# Assigned task
Take each line of the data that contains the string "names" and copy it.
*** Opening of The data ***
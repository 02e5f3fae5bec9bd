//! # Payload Sanitization
//!
//! Recursive redaction of secrets and personally identifiable information
//! from arbitrary JSON payloads before they reach any log sink or tracker.
//!
//! Secrets are redacted in every environment. PII redaction is on in
//! production by default and can be forced either way with
//! `LOG_SANITIZE_PII`; that override never applies to secrets.

use once_cell::sync::Lazy;
use regex::Regex;
use serde::Serialize;
use serde_json::{Map, Value};
use config_rs::RuntimeEnv;

/// Replacement for values under secret keys
pub const REDACTED: &str = "[REDACTED]";
/// Replacement for values under PII keys
pub const PII_REDACTED: &str = "[PII REDACTED]";

// Secret keys match anywhere inside the normalized key
static SECRET_KEY_PATTERN: Lazy<Regex> = Lazy::new(|| {
    Regex::new(concat!(
        r"^(ssn|pin|cvv|socialsecuritynumber)$|",
        r"password|passwd|passphrase|secret|token|apikey|credential|bearer|",
        r"privatekey|authorization|sessiontoken|refreshtoken|accesstoken|",
        r"clientsecret|creditcard|cardnumber",
    ))
    .unwrap()
});

// PII keys match exactly or as a suffix (`userEmail`, `billing_address`)
static PII_KEY_PATTERN: Lazy<Regex> = Lazy::new(|| {
    Regex::new(concat!(
        r"^(ip|zip|dob)$|",
        r"(email|phone|phonenumber|mobile|telephone|firstname|lastname|fullname|",
        r"surname|givenname|familyname|ipaddress|clientip|address|street|",
        r"postcode|postalcode|zipcode|dateofbirth)$",
    ))
    .unwrap()
});

/// What a key's value should be replaced with, if anything
#[derive(Debug, Clone, Copy, PartialEq, Eq)]
pub enum Redaction {
    Secret,
    Pii,
}

impl Redaction {
    pub fn placeholder(&self) -> &'static str {
        match self {
            Redaction::Secret => REDACTED,
            Redaction::Pii => PII_REDACTED,
        }
    }
}

/// Options for a single sanitization pass
#[derive(Debug, Clone, Copy, Default, PartialEq, Eq)]
pub struct SanitizeOptions {
    /// Whether PII keys are redacted in addition to secrets
    pub redact_pii: bool,
}

impl SanitizeOptions {
    /// Secrets only, regardless of environment
    pub fn secrets_only() -> Self {
        Self { redact_pii: false }
    }

    /// Options derived from the environment rules
    pub fn for_env(env: &RuntimeEnv) -> Self {
        Self {
            redact_pii: pii_redaction_enabled(env),
        }
    }
}

/// Whether PII should be redacted for the given environment.
///
/// An explicit `LOG_SANITIZE_PII=true|false` wins; otherwise only
/// production redacts.
pub fn pii_redaction_enabled(env: &RuntimeEnv) -> bool {
    env.sanitize_pii_override()
        .unwrap_or_else(|| env.is_production())
}

// `api_key`, `api-key` and `apiKey` all normalize to `apikey`
fn normalize_key(key: &str) -> String {
    key.chars()
        .filter(|c| !matches!(c, '_' | '-' | '.' | ' '))
        .flat_map(char::to_lowercase)
        .collect()
}

/// Determines if a key names a secret
pub fn is_secret_key(key: &str) -> bool {
    SECRET_KEY_PATTERN.is_match(&normalize_key(key))
}

/// Determines if a key names personally identifiable information
pub fn is_pii_key(key: &str) -> bool {
    PII_KEY_PATTERN.is_match(&normalize_key(key))
}

/// Classifies a key; secrets take precedence over PII
pub fn classify_key(key: &str, options: SanitizeOptions) -> Option<Redaction> {
    if is_secret_key(key) {
        Some(Redaction::Secret)
    } else if options.redact_pii && is_pii_key(key) {
        Some(Redaction::Pii)
    } else {
        None
    }
}

/// Returns a sanitized copy of `value`.
///
/// Objects and arrays are walked without a depth limit. Values are owned
/// trees, so the walk cannot revisit a node. The input is never modified.
pub fn sanitize(value: &Value, options: SanitizeOptions) -> Value {
    match value {
        Value::Object(map) => Value::Object(sanitize_map(map, options)),
        Value::Array(items) => Value::Array(
            items.iter().map(|item| sanitize(item, options)).collect(),
        ),
        other => other.clone(),
    }
}

/// Sanitizes the entries of an object
pub fn sanitize_map(map: &Map<String, Value>, options: SanitizeOptions) -> Map<String, Value> {
    map.iter()
        .map(|(key, value)| {
            let sanitized = match classify_key(key, options) {
                Some(redaction) => Value::String(redaction.placeholder().to_string()),
                None => sanitize(value, options),
            };
            (key.clone(), sanitized)
        })
        .collect()
}

/// Secret-only pass used for client error context
pub fn redact_secrets(value: &Value) -> Value {
    sanitize(value, SanitizeOptions::secrets_only())
}

/// Serializes any value and sanitizes the result.
///
/// Values that cannot be represented as JSON become `null`.
pub fn sanitize_serializable<T: Serialize + ?Sized>(value: &T, options: SanitizeOptions) -> Value {
    match serde_json::to_value(value) {
        Ok(json) => sanitize(&json, options),
        Err(e) => {
            tracing::debug!(error = %e, "Dropping unserializable log payload");
            Value::Null
        }
    }
}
*** Close of The data ***
# Exercise output
/// Determines if a key names a secret
/// Determines if a key names personally identifiable information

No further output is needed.